蕭鼎總算理解了,為什麼小漂亮總是用那種難以言說的眼神看自己。
看人犯蠢時,真的有點無語。
他善良提醒:“笨就乖乖的,彆說話。”
蕭沅不服,這難道不是正常的推理方向麼,他哪裡笨了!
霄酒淺淺歎了口氣:“初七隻是掌事,並不是樓主,他做的一切事,說的一切話,都應該有自己的目的性,不管是鬥爭還是其它。”
霸哥可以隨心所欲,因為他不需要向任何人負責,初七則不同,有人想心心念念掀翻他的位置,他在做事時就不能不考慮手法,哪怕他認為這個對手並不值得重視。
蕭沅:……
他好像真的忽略了這一點,掌權人和做事人的想法,不可能一樣。
“初七這個人,給我的感覺很矛盾。”霄酒眉眼帶著思索,似乎在想什麼更深的邏輯層次,“正如之前粉隊所言,沒有人能沒有私心,人生在世,總有想要的東西,總得圖點什麼,可初七並沒有任何這方麵的表現,它看起來就像是虔誠的報救命之恩,對霸哥很忠心,有能力架空卻沒有這麼做……他真的不在乎任何爭端,不在乎任何人?”
那他在樓裡待著,是為了什麼呢?
圖這裡亂,圖這裡危險?
蕭炆也覺得這件事有些奇怪:“以他的心智手段,想要搞狗哥,幾乎不費吹灰之力,為什麼要留著狗哥亂吠,時不時給他製造點小麻煩?”
蕭厚眼神微深:“除非有必要這麼做。”
難道他需要一個人為他混亂視線,吸引走他不需要的注意力?
蕭鼎立刻有想法了:“那他就是有動機啊!人丟了,找不到,狗哥不得瘋,不得搞事?他自己挨霸哥一頓罵又有什麼影響,霸哥那麼器重他,說兩句嘴而已,還是私下聊的,連麵子都不會怎麼丟……而且以他的本事,一定能搞到毒藥!”
84號蕭恪見房間又安靜了,沒有人說話,似乎都在思考,就提起了狗哥:“說起來狗哥也有點奇怪,這次鬨的動靜好像沒那麼大?有點收著的感覺,有沒有這樣一種可能——他想搞鋼架貨那一套呢?”

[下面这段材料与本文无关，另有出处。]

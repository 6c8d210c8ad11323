//! Text buffer with offset/position conversion
//!
//! The parser works on byte offsets; every node reports editor positions.
//! `TextDocument` converts between the two and hands out substrings.

use crate::parser::span::{Position, Range};

/// An immutable Dockerfile buffer.
#[derive(Debug, Clone, PartialEq, Eq)]
pub struct TextDocument {
    text: String,
    /// Byte offsets where each line starts
    line_starts: Vec<usize>,
}

impl TextDocument {
    /// Create a document over the given text.
    pub fn new(text: impl Into<String>) -> Self {
        let text = text.into();
        let mut line_starts = vec![0];
        for (offset, byte) in text.bytes().enumerate() {
            if byte == b'\n' {
                line_starts.push(offset + 1);
            }
        }
        Self { text, line_starts }
    }

    /// The full text.
    pub fn text(&self) -> &str {
        &self.text
    }

    /// Length of the text in bytes.
    pub fn len(&self) -> usize {
        self.text.len()
    }

    /// Whether the document is empty.
    pub fn is_empty(&self) -> bool {
        self.text.is_empty()
    }

    /// Number of lines; a trailing newline opens one more (empty) line.
    pub fn line_count(&self) -> u32 {
        self.line_starts.len() as u32
    }

    /// Convert a byte offset into a position. Offsets past the end clamp to
    /// the end of the document.
    pub fn position_at(&self, offset: usize) -> Position {
        let mut offset = offset.min(self.text.len());
        while !self.text.is_char_boundary(offset) {
            offset -= 1;
        }
        let line = match self.line_starts.binary_search(&offset) {
            Ok(line) => line,
            Err(next) => next - 1,
        };
        let start = self.line_starts[line];
        let character = self.text[start..offset].encode_utf16().count();
        Position::new(line as u32, character as u32)
    }

    /// Convert a position into a byte offset. Positions past the end of a
    /// line clamp to the line end; lines past the end clamp to the document end.
    pub fn offset_at(&self, pos: Position) -> usize {
        let Some(&start) = self.line_starts.get(pos.line as usize) else {
            return self.text.len();
        };
        let mut units = 0u32;
        for (i, ch) in self.text[start..].char_indices() {
            if ch == '\n' || units >= pos.character {
                return start + i;
            }
            units += ch.len_utf16() as u32;
        }
        self.text.len()
    }

    /// Range covering the byte span `start..end`.
    pub fn range(&self, start: usize, end: usize) -> Range {
        Range::new(self.position_at(start), self.position_at(end))
    }

    /// Substring for the byte span `start..end`.
    pub fn slice(&self, start: usize, end: usize) -> &str {
        let end = end.min(self.text.len());
        let start = start.min(end);
        &self.text[start..end]
    }

    /// Text covered by a range.
    pub fn text_in(&self, range: Range) -> &str {
        self.slice(self.offset_at(range.start), self.offset_at(range.end))
    }

    /// Text of a line without its line break (and without a trailing `\r`).
    pub fn line_text(&self, line: u32) -> Option<&str> {
        let start = *self.line_starts.get(line as usize)?;
        let end = self
            .line_starts
            .get(line as usize + 1)
            .map(|next| next - 1)
            .unwrap_or(self.text.len());
        let text = &self.text[start..end];
        Some(text.strip_suffix('\r').unwrap_or(text))
    }
}
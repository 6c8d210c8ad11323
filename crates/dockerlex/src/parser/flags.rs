//! Flag and option decomposition
//!
//! Flags are the leading `--name[=value]` arguments of RUN, COPY, ADD, FROM
//! and HEALTHCHECK. A value containing `,` or `=` is further split into
//! `key[=value]` options (`--mount=type=cache,target=/root/.cache`). An
//! escaped `,` stays inside its option.

use crate::ast::{Argument, Flag, FlagOption};
use crate::document::TextDocument;

/// Parse the leading flags of `args`. Returns the flags and how many
/// arguments they consumed.
pub(crate) fn parse_flags(
    doc: &TextDocument,
    args: &[Argument],
    escape: u8,
) -> (Vec<Flag>, usize) {
    let flags: Vec<Flag> = args
        .iter()
        .take_while(|arg| arg.value().starts_with("--"))
        .map(|arg| parse_flag(doc, arg, escape))
        .collect();
    let consumed = flags.len();
    (flags, consumed)
}

fn parse_flag(doc: &TextDocument, arg: &Argument, escape: u8) -> Flag {
    let value = arg.value();
    let body = &value[2..];
    let (name_end, flag_value) = match body.find('=') {
        Some(eq) => (2 + eq, Some(2 + eq + 1)),
        None => (value.len(), None),
    };

    let options = match flag_value {
        Some(from) if value[from..].contains([',', '=']) => {
            parse_options(doc, arg, from, escape)
        }
        _ => Vec::new(),
    };

    Flag {
        name: value[2..name_end].to_string(),
        name_range: arg.range_of(doc, 2, name_end),
        value: flag_value.map(|from| value[from..].to_string()),
        value_range: flag_value.map(|from| arg.range_of(doc, from, value.len())),
        range: arg.range(),
        options,
    }
}

fn parse_options(doc: &TextDocument, arg: &Argument, from: usize, escape: u8) -> Vec<FlagOption> {
    let value = arg.value();
    let mut bounds: Vec<usize> = (from..value.len())
        .filter(|&at| value.as_bytes()[at] == b',' && !is_escaped(doc, arg, at, escape))
        .collect();
    bounds.push(value.len());

    let mut options = Vec::new();
    let mut start = from;
    for end in bounds {
        let segment = &value[start..end];
        let (name_end, option_value) = match segment.find('=') {
            Some(eq) => (start + eq, Some(start + eq + 1)),
            None => (end, None),
        };
        options.push(FlagOption {
            name: value[start..name_end].to_string(),
            name_range: arg.range_of(doc, start, name_end),
            value: option_value.map(|v| value[v..end].to_string()),
            value_range: option_value.map(|v| arg.range_of(doc, v, end)),
            range: arg.range_of(doc, start, end),
        });
        start = end + 1;
    }
    options
}

/// Whether the logical byte at `at` came from an escape sequence in the
/// source, i.e. the source byte before it is an escape that was elided.
fn is_escaped(doc: &TextDocument, arg: &Argument, at: usize, escape: u8) -> bool {
    let offsets = arg.offsets();
    let Some(&source) = offsets.get(at) else {
        return false;
    };
    let elided = at == 0 || offsets[at - 1] + 1 != source;
    elided && source > 0 && doc.text().as_bytes()[source - 1] == escape
}
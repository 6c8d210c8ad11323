//! Here-documents on RUN, COPY, ADD and ONBUILD triggers

use dockerlex::{Heredoc, Keyword, Position, Range, Template, parse};
use pretty_assertions::assert_eq;

fn range(sl: u32, sc: u32, el: u32, ec: u32) -> Range {
    Range::new(Position::new(sl, sc), Position::new(el, ec))
}

fn heredocs(text: &str) -> Vec<Heredoc> {
    parse(text).instructions()[0].heredocs().to_vec()
}

#[test]
fn operator_and_name_ranges() {
    let docs = heredocs("RUN <<EOF\necho hi\nEOF\n");
    assert_eq!(docs[0].operator_range(), range(0, 4, 0, 6));
    assert_eq!(docs[0].name_range(), range(0, 6, 0, 9));
    assert!(docs[0].is_complete());
    assert!(!docs[0].strips_tabs());
}

#[test]
fn tab_stripping_form() {
    let docs = heredocs("RUN <<-EOF\n\techo hi\n\tEOF\n");
    assert!(docs[0].strips_tabs());
    assert_eq!(docs[0].content_range(), Some(range(1, 0, 1, 8)));
    assert_eq!(docs[0].delimiter_range(), Some(range(2, 1, 2, 4)));
}

#[test]
fn indented_terminator_needs_tab_stripping() {
    let dockerfile = parse("RUN <<EOF\n\tEOF\nEOF\nUSER me\n");
    let docs = dockerfile.instructions()[0].heredocs();
    assert_eq!(docs[0].content_range(), Some(range(1, 0, 1, 4)));
    assert_eq!(docs[0].delimiter_range(), Some(range(2, 0, 2, 3)));
    assert_eq!(dockerfile.instructions().len(), 2);
}

#[test]
fn quoted_names() {
    let docs = heredocs("COPY <<'EOT' /etc/motd\nwelcome\nEOT\n");
    assert_eq!(docs[0].name(), "EOT");
    assert_eq!(docs[0].name_range(), range(0, 8, 0, 11));

    let docs = heredocs("ADD <<\"EOT\" /etc/motd\nwelcome\nEOT\n");
    assert_eq!(docs[0].name(), "EOT");
}

#[test]
fn multiple_heredocs_in_order() {
    let docs = heredocs("RUN <<A cat - <<B\na\nA\nb\nB\n");
    assert_eq!(docs.len(), 2);
    assert_eq!(docs[0].name(), "A");
    assert_eq!(docs[0].content_range(), Some(range(1, 0, 1, 1)));
    assert_eq!(docs[0].delimiter_range(), Some(range(2, 0, 2, 1)));
    assert_eq!(docs[1].name(), "B");
    assert_eq!(docs[1].content_range(), Some(range(3, 0, 3, 1)));
    assert_eq!(docs[1].delimiter_range(), Some(range(4, 0, 4, 1)));
}

#[test]
fn empty_body_has_no_content() {
    let docs = heredocs("RUN <<EOF\nEOF\n");
    assert_eq!(docs[0].content_range(), None);
    assert_eq!(docs[0].delimiter_range(), Some(range(1, 0, 1, 3)));
}

#[test]
fn single_line_declaration_is_incomplete() {
    let docs = heredocs("RUN <<EOF");
    assert_eq!(docs.len(), 1);
    assert_eq!(docs[0].content_range(), None);
    assert_eq!(docs[0].delimiter_range(), None);
    assert!(!docs[0].is_complete());
}

#[test]
fn unterminated_body_runs_to_end() {
    let dockerfile = parse("RUN <<EOF\nline one\nFROM alpine\n");
    assert_eq!(dockerfile.instructions().len(), 1);
    let docs = dockerfile.instructions()[0].heredocs();
    assert_eq!(docs[0].content_range(), Some(range(1, 0, 2, 11)));
    assert_eq!(docs[0].delimiter_range(), None);
}

#[test]
fn second_heredoc_never_reached() {
    let docs = heredocs("RUN <<A <<B\nx\nA\n");
    assert_eq!(docs[0].delimiter_range(), Some(range(2, 0, 2, 1)));
    assert_eq!(docs[1].content_range(), None);
    assert_eq!(docs[1].delimiter_range(), None);
}

#[test]
fn body_lines_are_not_instructions_or_comments() {
    let dockerfile = parse("FROM alpine\nRUN <<EOF\n# not a comment\nUSER root\nEOF\nUSER app\n");
    assert!(dockerfile.comments().is_empty());
    let keywords: Vec<&str> = dockerfile.instructions().iter().map(|i| i.keyword()).collect();
    assert_eq!(keywords, ["FROM", "RUN", "USER"]);
    assert_eq!(dockerfile.runs()[0].range(), range(1, 0, 4, 3));
}

#[test]
fn heredoc_with_flags_and_continuation() {
    let dockerfile = parse("RUN --mount=type=cache,target=/cache \\\n  <<EOF\nls\nEOF\n");
    let run = dockerfile.runs()[0];
    assert_eq!(run.flags().len(), 1);
    let docs = run.heredocs();
    assert_eq!(docs[0].operator_range(), range(1, 2, 1, 4));
    assert_eq!(docs[0].content_range(), Some(range(2, 0, 2, 2)));
    assert_eq!(docs[0].delimiter_range(), Some(range(3, 0, 3, 3)));
}

#[test]
fn onbuild_trigger_heredoc() {
    let dockerfile = parse("ONBUILD RUN <<EOF\necho\nEOF\n");
    let onbuild = &dockerfile.instructions()[0];
    assert!(onbuild.is(Keyword::Onbuild));
    assert!(onbuild.heredocs().is_empty());

    let trigger = onbuild.trigger();
    let docs = trigger.map(|t| t.heredocs().to_vec()).unwrap_or_default();
    assert_eq!(docs.len(), 1);
    assert_eq!(docs[0].content_range(), Some(range(1, 0, 1, 4)));
    assert_eq!(docs[0].delimiter_range(), Some(range(2, 0, 2, 3)));
}

#[test]
fn other_instructions_ignore_heredoc_syntax() {
    let dockerfile = parse("LABEL a=<<EOF\nUSER root\n");
    assert_eq!(dockerfile.instructions().len(), 2);
    assert!(dockerfile.instructions()[0].heredocs().is_empty());
}
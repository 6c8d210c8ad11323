use serde::Serialize;

use crate::document::TextDocument;
use crate::parser::lexer::Piece;
use crate::parser::span::Range;

/// A `name[=value]` declaration of ARG, ENV or LABEL.
#[derive(Debug, Clone, PartialEq, Eq, Serialize)]
pub struct Property {
    name: String,
    name_range: Range,
    value: Option<String>,
    raw_value: Option<String>,
    value_range: Option<Range>,
    range: Range,
}

impl Property {
    /// Build from a property token split at its first unquoted `=`.
    pub(crate) fn from_piece(doc: &TextDocument, piece: &Piece) -> Self {
        let (name, name_end, value) = match piece.split {
            Some((index, eq)) => (
                piece.value[..index].to_string(),
                eq,
                Some((piece.value[index + 1..].to_string(), eq + 1)),
            ),
            None => (piece.value.clone(), piece.end, None),
        };
        let (value, raw_value, value_range) = match value {
            Some((value, from)) => (
                Some(value),
                Some(doc.slice(from, piece.end).to_string()),
                Some(doc.range(from, piece.end)),
            ),
            None => (None, None, None),
        };
        Self {
            name,
            name_range: doc.range(piece.start, name_end),
            value,
            raw_value,
            value_range,
            range: doc.range(piece.start, piece.end),
        }
    }

    /// Legacy `KEY value words...` form: `value` covers everything after the name.
    pub(crate) fn legacy(doc: &TextDocument, name: &Piece, value: Option<&Piece>) -> Self {
        let mut property = Self::from_piece(doc, &Piece { split: None, ..name.clone() });
        if let Some(value) = value {
            property.value = Some(value.value.clone());
            property.raw_value = Some(doc.slice(value.start, value.end).to_string());
            property.value_range = Some(doc.range(value.start, value.end));
            property.range = doc.range(name.start, value.end);
        }
        property
    }

    pub fn name(&self) -> &str {
        &self.name
    }

    pub fn name_range(&self) -> Range {
        self.name_range
    }

    /// Logical value; `None` for a bare `name`, `Some("")` for `name=`.
    pub fn value(&self) -> Option<&str> {
        self.value.as_deref()
    }

    /// Source text of the value, quotes and escapes included.
    pub fn raw_value(&self) -> Option<&str> {
        self.raw_value.as_deref()
    }

    pub fn value_range(&self) -> Option<Range> {
        self.value_range
    }

    pub fn range(&self) -> Range {
        self.range
    }
}
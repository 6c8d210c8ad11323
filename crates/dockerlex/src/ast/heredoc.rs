use serde::Serialize;

use crate::parser::span::Range;

/// A here-document declared by RUN, COPY or ADD.
#[derive(Debug, Clone, PartialEq, Eq, Serialize)]
pub struct Heredoc {
    pub(crate) name: String,
    pub(crate) strips_tabs: bool,
    pub(crate) operator_range: Range,
    pub(crate) name_range: Range,
    pub(crate) content_range: Option<Range>,
    pub(crate) delimiter_range: Option<Range>,
}

impl Heredoc {
    /// Terminator name with quotes removed.
    pub fn name(&self) -> &str {
        &self.name
    }

    /// Whether this is the `<<-` form.
    pub fn strips_tabs(&self) -> bool {
        self.strips_tabs
    }

    /// Range of the `<<` or `<<-` operator.
    pub fn operator_range(&self) -> Range {
        self.operator_range
    }

    pub fn name_range(&self) -> Range {
        self.name_range
    }

    /// Lines between the declaration (or previous terminator) and the
    /// terminator; `None` when there are none.
    pub fn content_range(&self) -> Option<Range> {
        self.content_range
    }

    /// Range of the terminating line, leading tabs excluded.
    pub fn delimiter_range(&self) -> Option<Range> {
        self.delimiter_range
    }

    pub fn is_complete(&self) -> bool {
        self.delimiter_range.is_some()
    }
}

“就是人是他殺的,事是他搞的,他從初七手上偷的,悄無聲息,這樣霸哥不就會對初七失望了?我感覺他往上升的想法非常迫切,他特彆想替代初七,成為霸哥的心腹,隻要有機會對初七下手,他一定不會放過。”
所以就動機而言,狗哥也有。
蕭鼎點了點頭:“那柳娘子也不能排除?我感覺這姑娘有點怪怪的,看起來乖順聽話,實則心裡藏著不少恨,她應該很不喜歡這樣的日子,也不喜歡被所有人誤會,和所有男人有染,可偏偏做了這個營生,就得忍受外界一切不清不白的誤會,男人的輕視和打壓,她對周貴,未必沒有殺心。”
周貴是個樓裡新簽了契的新人,地位比所有人都低,隻是經過幾次她的房門,就被所有人調侃是她的入幕之賓,柳娘子但凡心高氣傲一點,都會很不高興,如果真碰上心情不好……做什麼事,似乎都有可能。
蕭厚:“方向倒是沒問題,但以她的條件,應該不太容易成事?”
柳娘子長得太漂亮,太顯眼,身段也妖嬈,纖如柳枝的細腰幾乎成了招牌,人們見之不忘,真的要乾什麼事,比彆人難度要大很多。
“一個個淨會說這些沒用的,來點實在的吧,”3號蕭珪打了個哈欠,像是沒睡醒,手搭在胖肚子上,“時間,殺人時間,既然這三個人都不能排除,那周貴在失去蹤跡前,最後一個見到的是誰?”